In 1829, more than a century before the creation of London’s much beloved Green Belt, Loudon proposed just such an idea in his work Hints on Breathing Places for the Metropolis. He knew what enclosure had done to rural communities such as Cambuslang in Lanarkshire, where he grew up, and feared a worse fate was about to befall the rapidly expanding industrial towns and cities.

Loudon came up with the idea of concentric rings of turf and gravel, which would ensure that ‘there could never be an inhabitant who would be farther than half a mile from an open airy situation, in which he was free to walk or ride, and in which he could find every mode of amusement, recreation, entertainment, and instruction’.

He instinctively believed that civic health was closely linked with access to grass, a view shared by some Parliamentarians who feared rapid industrialisation was throwing up towns and city districts unable to cope with the influx of hundreds of thousands of workers and their families. Forced to live in cramped and squalid conditions, cholera, diphtheria and small pox quickly spread among the urban poor. It was the perfect breeding ground for disease and social unrest.

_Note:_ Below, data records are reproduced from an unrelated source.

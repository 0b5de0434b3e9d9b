use quillsearch::{DocId, DocumentFilter, DocumentStatus, ErrorKind, ExecutionPolicy, SearchEngine};
use quillsearch::search::results::{MAX_RESULT_DOCUMENT_COUNT, RELEVANCE_EPSILON};

fn pet_engine() -> SearchEngine {
    let mut engine = SearchEngine::from_stop_words_text("and in on with").unwrap();
    engine.add_document(DocId(0), "white cat and fancy collar", DocumentStatus::Actual, &[8, -3]).unwrap();
    engine.add_document(DocId(1), "fluffy cat fluffy tail", DocumentStatus::Actual, &[7, 2, 7]).unwrap();
    engine.add_document(DocId(2), "groomed dog expressive eyes", DocumentStatus::Actual, &[5, -12, 2, 1]).unwrap();
    engine.add_document(DocId(3), "groomed starling evgeny", DocumentStatus::Banned, &[9]).unwrap();
    engine
}

fn ids(results: &[quillsearch::ScoredDocument]) -> Vec<i64> {
    results.iter().map(|doc| doc.doc_id.0).collect()
}

#[test]
fn stop_words_are_excluded_from_indexing() {
    let content = "cat in the city";

    let mut engine = SearchEngine::with_stop_words(Vec::<String>::new()).unwrap();
    engine.add_document(DocId(42), content, DocumentStatus::Actual, &[1, 2, 3]).unwrap();
    let found = engine.find_top_documents("in").unwrap();
    assert_eq!(ids(&found), vec![42]);

    let mut engine = SearchEngine::from_stop_words_text("in the").unwrap();
    engine.add_document(DocId(42), content, DocumentStatus::Actual, &[1, 2, 3]).unwrap();
    assert!(engine.find_top_documents("in").unwrap().is_empty());
    assert!(engine.get_word_frequencies(DocId(42)).get("in").is_none());
}

#[test]
fn finds_documents_containing_query_terms() {
    let engine = pet_engine();
    assert_eq!(engine.find_top_documents("white cat").unwrap().len(), 2);
    assert_eq!(engine.find_top_documents("fluffy tail").unwrap().len(), 1);
    assert!(engine.find_top_documents("dancing kittens").unwrap().is_empty());
}

#[test]
fn minus_terms_veto_documents() {
    let engine = pet_engine();
    assert_eq!(ids(&engine.find_top_documents("cat -collar").unwrap()), vec![1]);
    assert!(engine.find_top_documents("cat -cat").unwrap().is_empty());

    // veto applies even when the filter would accept the document
    let found = engine.find_top_documents_by("groomed -evgeny", |_, _, _| true).unwrap();
    assert_eq!(ids(&found), vec![2]);
}

#[test]
fn minus_term_absent_from_index_changes_nothing() {
    let engine = pet_engine();
    let with_minus = engine.find_top_documents("cat -unicorn").unwrap();
    let without = engine.find_top_documents("cat").unwrap();
    assert_eq!(with_minus, without);
}

#[test]
fn relevance_is_tf_idf() {
    let mut engine = SearchEngine::with_stop_words(Vec::<String>::new()).unwrap();
    engine.add_document(DocId(0), "white cat with new collar", DocumentStatus::Actual, &[1, 4, 4]).unwrap();
    engine.add_document(DocId(1), "fluffy cat fluffy tail", DocumentStatus::Actual, &[-8, 3, 7]).unwrap();
    engine.add_document(DocId(2), "good dog big eyes", DocumentStatus::Actual, &[2, -9, 12]).unwrap();

    let found = engine.find_top_documents("fluffy good cat").unwrap();
    let expected = (3.0f64).ln() * (2.0 / 4.0) + (3.0f64 / 2.0).ln() * (1.0 / 4.0);

    assert_eq!(found[0].doc_id, DocId(1));
    assert!((found[0].relevance - expected).abs() < 1e-6);
    assert_eq!(found.len(), 3);
}

#[test]
fn fluffy_cat_ranks_fluffy_document_first() {
    let mut engine = SearchEngine::from_stop_words_text("and").unwrap();
    engine.add_document(DocId(0), "white cat and fancy collar", DocumentStatus::Actual, &[2, 3, -8]).unwrap();
    engine.add_document(DocId(1), "fluffy cat fluffy tail", DocumentStatus::Actual, &[7, 2, 7]).unwrap();
    engine.add_document(DocId(2), "groomed dog expressive eyes", DocumentStatus::Actual, &[5, -12, 2, 1]).unwrap();

    let found = engine.find_top_documents("fluffy cat").unwrap();
    assert_eq!(ids(&found), vec![1, 0]);

    let idf_cat = (3.0f64 / 2.0).ln();
    let idf_fluffy = (3.0f64).ln();
    assert!((found[0].relevance - (idf_fluffy * 0.5 + idf_cat * 0.25)).abs() < 1e-12);
    assert!((found[1].relevance - idf_cat * 0.25).abs() < 1e-12);
}

#[test]
fn results_are_ordered_and_capped() {
    let mut engine = SearchEngine::with_stop_words(Vec::<String>::new()).unwrap();
    for id in 0..12 {
        let text = format!("common {}", "rare ".repeat(id as usize % 4));
        engine.add_document(DocId(id), &text, DocumentStatus::Actual, &[id as i32]).unwrap();
    }

    let found = engine.find_top_documents("common rare").unwrap();
    assert_eq!(found.len(), MAX_RESULT_DOCUMENT_COUNT);
    for pair in found.windows(2) {
        let (a, b) = (&pair[0], &pair[1]);
        if (a.relevance - b.relevance).abs() < RELEVANCE_EPSILON {
            assert!(a.rating >= b.rating);
        } else {
            assert!(a.relevance > b.relevance);
        }
    }
}

#[test]
fn equal_relevance_falls_back_to_rating() {
    let mut engine = SearchEngine::with_stop_words(Vec::<String>::new()).unwrap();
    engine.add_document(DocId(0), "cat", DocumentStatus::Actual, &[1]).unwrap();
    engine.add_document(DocId(1), "cat", DocumentStatus::Actual, &[9]).unwrap();
    engine.add_document(DocId(2), "cat", DocumentStatus::Actual, &[5]).unwrap();
    engine.add_document(DocId(3), "dog", DocumentStatus::Actual, &[0]).unwrap();

    assert_eq!(ids(&engine.find_top_documents("cat").unwrap()), vec![1, 2, 0]);
}

#[test]
fn rating_is_truncated_average() {
    let mut engine = SearchEngine::from_stop_words_text("and in on").unwrap();
    engine.add_document(DocId(0), "night pass dyatlov", DocumentStatus::Actual, &[1, 4, 4]).unwrap();
    engine.add_document(DocId(1), "bear search in forest", DocumentStatus::Actual, &[-8, 3, 7]).unwrap();
    engine.add_document(DocId(2), "night hunt and fishing", DocumentStatus::Actual, &[-4, 5, 3]).unwrap();
    engine.add_document(DocId(3), "no ratings here", DocumentStatus::Actual, &[]).unwrap();

    let ratings = |query: &str| -> Vec<i32> {
        engine.find_top_documents(query).unwrap().iter().map(|d| d.rating).collect()
    };
    assert_eq!(ratings("dyatlov"), vec![3]);
    assert_eq!(ratings("bear"), vec![0]);
    assert_eq!(ratings("fishing"), vec![1]);
    assert_eq!(ratings("ratings"), vec![0]);
}

#[test]
fn filters_by_status_and_predicate() {
    let engine = pet_engine();

    let banned = engine.find_top_documents_by_status("groomed", DocumentStatus::Banned).unwrap();
    assert_eq!(ids(&banned), vec![3]);

    let actual = engine.find_top_documents("groomed").unwrap();
    assert_eq!(ids(&actual), vec![2]);

    let even = engine.find_top_documents_by("fluffy groomed cat", |id, _, _| id.0 % 2 == 0).unwrap();
    assert_eq!(even.len(), 2);
    assert!(even.iter().all(|doc| doc.doc_id.0 % 2 == 0));

    let rated = engine.find_top_documents_by("cat groomed", |_, _, rating| rating > 2).unwrap();
    assert_eq!(ids(&rated), vec![3, 1]);
}

#[test]
fn find_with_filter_enum_matches_overloads() {
    let engine = pet_engine();
    let by_status = engine.find_top_documents_by_status("groomed", DocumentStatus::Banned).unwrap();
    let via_enum = engine
        .find_top_documents_with(ExecutionPolicy::Sequential, "groomed", DocumentStatus::Banned.into())
        .unwrap();
    assert_eq!(by_status, via_enum);

    let predicate = |_: DocId, status: DocumentStatus, _: i32| status != DocumentStatus::Banned;
    let via_predicate = engine
        .find_top_documents_with(ExecutionPolicy::Sequential, "groomed", DocumentFilter::Predicate(&predicate))
        .unwrap();
    assert_eq!(ids(&via_predicate), vec![2]);
}

#[test]
fn parallel_ranking_matches_sequential() {
    let mut engine = SearchEngine::from_stop_words_text("and with").unwrap();
    let words = ["cat", "dog", "tail", "collar", "eyes", "fluffy", "white", "groomed"];
    for id in 0..60i64 {
        let text: Vec<&str> = (0..6).map(|k| words[((id * 7 + k * 3) % 8) as usize]).collect();
        let status = if id % 5 == 0 { DocumentStatus::Irrelevant } else { DocumentStatus::Actual };
        engine.add_document(DocId(id), &text.join(" "), status, &[id as i32 % 11 - 5]).unwrap();
    }

    let positive = |_: DocId, _: DocumentStatus, rating: i32| rating > 0;
    let filters = [
        DocumentFilter::default(),
        DocumentFilter::Status(DocumentStatus::Irrelevant),
        DocumentFilter::Predicate(&positive),
    ];

    for query in ["cat tail", "fluffy -dog", "groomed eyes white -collar", "nothing here"] {
        for filter in &filters {
            let sequential = engine
                .find_top_documents_with(ExecutionPolicy::Sequential, query, *filter)
                .unwrap();
            let parallel = engine
                .find_top_documents_with(ExecutionPolicy::Parallel, query, *filter)
                .unwrap();
            assert_eq!(sequential.len(), parallel.len(), "query {:?}, filter {:?}", query, filter);
            for (s, p) in sequential.iter().zip(&parallel) {
                assert_eq!(s.doc_id, p.doc_id, "query {:?}, filter {:?}", query, filter);
                assert!((s.relevance - p.relevance).abs() < 1e-9);
                assert_eq!(s.rating, p.rating);
            }
        }
    }
}

#[test]
fn invalid_documents_are_rejected() {
    let mut engine = pet_engine();
    let err = engine.add_document(DocId(-1), "negative", DocumentStatus::Actual, &[]).unwrap_err();
    assert_eq!(err.kind, ErrorKind::InvalidArgument);

    let err = engine.add_document(DocId(1), "duplicate", DocumentStatus::Actual, &[]).unwrap_err();
    assert_eq!(err.kind, ErrorKind::InvalidArgument);

    let err = engine.add_document(DocId(8), "big dog sk\u{12}ворец", DocumentStatus::Actual, &[]).unwrap_err();
    assert_eq!(err.kind, ErrorKind::InvalidArgument);

    assert_eq!(engine.get_document_count(), 4);
}

#[test]
fn malformed_queries_are_rejected() {
    let engine = pet_engine();
    for query in ["-", "cat -", "--cat", "fluffy --tail", "ca\u{1}t"] {
        let err = engine.find_top_documents(query).unwrap_err();
        assert_eq!(err.kind, ErrorKind::InvalidArgument, "query {:?}", query);
    }
}

#[test]
fn invalid_stop_words_are_rejected() {
    let err = SearchEngine::with_stop_words(["and", "i\u{5}n"]).err().unwrap();
    assert_eq!(err.kind, ErrorKind::InvalidArgument);
}

#[test]
fn matching_reports_present_plus_terms() {
    let engine = pet_engine();

    let (terms, status) = engine.match_document("fluffy cat dog", DocId(1)).unwrap();
    assert_eq!(terms, vec!["cat", "fluffy"]);
    assert_eq!(status, DocumentStatus::Actual);

    let (terms, status) = engine.match_document("groomed -evgeny", DocId(3)).unwrap();
    assert!(terms.is_empty());
    assert_eq!(status, DocumentStatus::Banned);

    let (terms, _) = engine.match_document("cat cat and collar", DocId(0)).unwrap();
    assert_eq!(terms, vec!["cat", "collar"]);
}

#[test]
fn matching_unknown_or_negative_id_fails() {
    let engine = pet_engine();
    for id in [-1, 99] {
        let err = engine.match_document("cat", DocId(id)).unwrap_err();
        assert_eq!(err.kind, ErrorKind::InvalidArgument);
    }
}

#[test]
fn parallel_matching_is_identical() {
    let engine = pet_engine();
    let queries = [
        "fluffy cat dog",
        "cat cat fluffy fluffy tail",
        "groomed -evgeny",
        "white -dog collar",
        "and in on",
        "",
    ];
    for doc_id in &engine {
        for query in queries {
            let sequential = engine.match_document(query, doc_id).unwrap();
            let parallel = engine.match_document_with(ExecutionPolicy::Parallel, query, doc_id).unwrap();
            assert_eq!(sequential, parallel, "doc {} query {:?}", doc_id, query);
        }
    }

    let err = engine.match_document_with(ExecutionPolicy::Parallel, "--cat", DocId(0)).unwrap_err();
    assert_eq!(err.kind, ErrorKind::InvalidArgument);
}

#[test]
fn word_frequencies_of_known_and_unknown_documents() {
    let engine = pet_engine();
    let frequencies = engine.get_word_frequencies(DocId(1));
    assert_eq!(frequencies.len(), 3);
    assert_eq!(frequencies.get("fluffy"), Some(&0.5));
    assert_eq!(frequencies.get("tail"), Some(&0.25));

    assert!(engine.get_word_frequencies(DocId(404)).is_empty());
}

#[test]
fn removal_is_idempotent_and_readding_works() {
    let mut engine = pet_engine();
    let fresh = pet_engine();

    engine.remove_document(DocId(404));
    assert_eq!(engine.get_document_count(), 4);

    engine.remove_document(DocId(1));
    engine.remove_document(DocId(1));
    assert_eq!(engine.get_document_count(), 3);
    assert!(engine.get_word_frequencies(DocId(1)).is_empty());
    assert!(engine.find_top_documents("fluffy").unwrap().is_empty());

    engine.add_document(DocId(1), "fluffy cat fluffy tail", DocumentStatus::Actual, &[7, 2, 7]).unwrap();
    for query in ["fluffy cat", "groomed", "white -tail"] {
        assert_eq!(engine.find_top_documents(query).unwrap(), fresh.find_top_documents(query).unwrap());
    }
    assert_eq!(engine.get_word_frequencies(DocId(1)), fresh.get_word_frequencies(DocId(1)));
}

#[test]
fn removal_changes_idf_of_remaining_documents() {
    let mut engine = pet_engine();
    let before = engine.find_top_documents("cat").unwrap();
    engine.remove_document_with(ExecutionPolicy::Parallel, DocId(2));
    let after = engine.find_top_documents("cat").unwrap();

    assert_eq!(ids(&before), ids(&after));
    assert!(after[0].relevance < before[0].relevance);
}

#[test]
fn positional_lookup_and_iteration() {
    let mut engine = SearchEngine::with_stop_words(Vec::<String>::new()).unwrap();
    for id in [5, 1, 3] {
        engine.add_document(DocId(id), "text", DocumentStatus::Actual, &[]).unwrap();
    }

    assert_eq!(engine.get_document_count(), 3);
    assert_eq!(engine.get_document_id_at(0).unwrap(), DocId(1));
    assert_eq!(engine.get_document_id_at(2).unwrap(), DocId(5));
    assert_eq!(engine.get_document_id_at(3).unwrap_err().kind, ErrorKind::OutOfRange);

    let collected: Vec<DocId> = engine.document_ids().collect();
    assert_eq!(collected, vec![DocId(1), DocId(3), DocId(5)]);
    assert_eq!(engine.get_document_text(DocId(3)), Some("text"));
}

In 1833 the Select Committee on Public Walks concluded that it was advantageous to all classes that there be grassy places to which wives and children (decently dressed) could escape on a Sunday evening. It seems an innocuous enough idea today, but the committee had used the phrase ‘all classes’ and, in so doing, inspired the reformers Jeremy Bentham and John Stuart Mill to pen a furious demand for universal access to green spaces like Regent’s Park. ‘To call such a spot a public park is an impudent mockery,’ they wrote. ‘It is not a public park, but a place set apart for the use of the wealthy only, and the people are permitted to grind out their shoes upon the gravel, merely because they cannot be prevented.’

Although the Crown claimed that there was open access, the keys to Regent’s Park were only available to those who paid two guineas a year, a restriction justified on the basis that young trees would be injured by the mischievous and the park would become a place of assignation for young lovers. ‘Heaven preserve us!’ Bentham and Mill’s fury at the injustice explodes in mockery from the pages of their letter to the Public Walks Committee.